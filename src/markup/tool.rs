//! Markup tool types and stroke styling.

/// Markup tools available in the viewer.
#[derive(Debug, Clone, Copy, PartialEq, Eq, Default)]
pub enum MarkupTool {
    /// Freehand pen
    #[default]
    Pen,
    /// Square eraser
    Eraser,
    /// Straight line
    Line,
    /// Rectangle outline
    Rect,
    /// Circle outline around the start point
    Circle,
    /// Text label
    Text,
}

impl MarkupTool {
    /// Get the display name for this tool.
    pub fn name(&self) -> &'static str {
        match self {
            MarkupTool::Pen => "Pen",
            MarkupTool::Eraser => "Eraser",
            MarkupTool::Line => "Line",
            MarkupTool::Rect => "Rectangle",
            MarkupTool::Circle => "Circle",
            MarkupTool::Text => "Text",
        }
    }

    /// Get all available markup tools.
    pub fn all() -> &'static [MarkupTool] {
        &[
            MarkupTool::Pen,
            MarkupTool::Eraser,
            MarkupTool::Line,
            MarkupTool::Rect,
            MarkupTool::Circle,
            MarkupTool::Text,
        ]
    }

    /// Whether this tool paints continuously while the pointer moves.
    pub fn is_continuous(&self) -> bool {
        matches!(self, MarkupTool::Pen | MarkupTool::Eraser)
    }
}

/// An opaque RGB color.
#[derive(Debug, Clone, Copy, PartialEq, Eq)]
pub struct Rgb {
    pub r: u8,
    pub g: u8,
    pub b: u8,
}

impl Rgb {
    /// Create a color from components.
    pub const fn new(r: u8, g: u8, b: u8) -> Self {
        Self { r, g, b }
    }

    /// Parse `#rrggbb` or `#rgb`.
    pub fn from_hex(hex: &str) -> Option<Self> {
        let digits = hex.strip_prefix('#')?;
        if !digits.chars().all(|c| c.is_ascii_hexdigit()) {
            return None;
        }
        match digits.len() {
            6 => Some(Self::new(
                u8::from_str_radix(&digits[0..2], 16).ok()?,
                u8::from_str_radix(&digits[2..4], 16).ok()?,
                u8::from_str_radix(&digits[4..6], 16).ok()?,
            )),
            3 => {
                let nibble = |i: usize| u8::from_str_radix(&digits[i..=i], 16).map(|v| v * 17);
                Some(Self::new(nibble(0).ok()?, nibble(1).ok()?, nibble(2).ok()?))
            }
            _ => None,
        }
    }

    /// Format as `#rrggbb`.
    pub fn to_hex(&self) -> String {
        format!("#{:02x}{:02x}{:02x}", self.r, self.g, self.b)
    }
}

===============

● Task to carry out
The answer is the data above, retyped exactly in full.

● Answer section
filename src/markup/tool.rs
//! Markup tool types and stroke styling.

/// Markup tools available in the viewer.
#[derive(Debug, Clone, Copy, PartialEq, Eq, Default)]
pub enum MarkupTool {
    /// Freehand pen
    #[default]
    Pen,
    /// Square eraser
    Eraser,
    /// Straight line
    Line,
    /// Rectangle outline
    Rect,
    /// Circle outline around the start point
    Circle,
    /// Text label
    Text,
}

impl MarkupTool {
    /// Get the display name for this tool.
    pub fn name(&self) -> &'static str {
        match self {
            MarkupTool::Pen => "Pen",
            MarkupTool::Eraser => "Eraser",
            MarkupTool::Line => "Line",
            MarkupTool::Rect => "Rectangle",
            MarkupTool::Circle => "Circle",
            MarkupTool::Text => "Text",
        }
    }

    /// Get all available markup tools.
    pub fn all() -> &'static [MarkupTool] {
        &[
            MarkupTool::Pen,
            MarkupTool::Eraser,
            MarkupTool::Line,
            MarkupTool::Rect,
            MarkupTool::Circle,
            MarkupTool::Text,
        ]
    }

    /// Whether this tool paints continuously while the pointer moves.
    pub fn is_continuous(&self) -> bool {
        matches!(self, MarkupTool::Pen | MarkupTool::Eraser)
    }
}

/// An opaque RGB color.
#[derive(Debug, Clone, Copy, PartialEq, Eq)]
pub struct Rgb {
    pub r: u8,
    pub g: u8,
    pub b: u8,
}

impl Rgb {
    /// Create a color from components.
    pub const fn new(r: u8, g: u8, b: u8) -> Self {
        Self { r, g, b }
    }

    /// Parse `#rrggbb` or `#rgb`.
    pub fn from_hex(hex: &str) -> Option<Self> {
        let digits = hex.strip_prefix('#')?;
        if !digits.chars().all(|c| c.is_ascii_hexdigit()) {
            return None;
        }
        match digits.len() {
            6 => Some(Self::new(
                u8::from_str_radix(&digits[0..2], 16).ok()?,
                u8::from_str_radix(&digits[2..4], 16).ok()?,
                u8::from_str_radix(&digits[4..6], 16).ok()?,
            )),
            3 => {
                let nibble = |i: usize| u8::from_str_radix(&digits[i..=i], 16).map(|v| v * 17);
                Some(Self::new(nibble(0).ok()?, nibble(1).ok()?, nibble(2).ok()?))
            }
            _ => None,
        }
    }

    /// Format as `#rrggbb`.
    pub fn to_hex(&self) -> String {
        format!("#{:02x}{:02x}{:02x}", self.r, self.g, self.b)
    }
}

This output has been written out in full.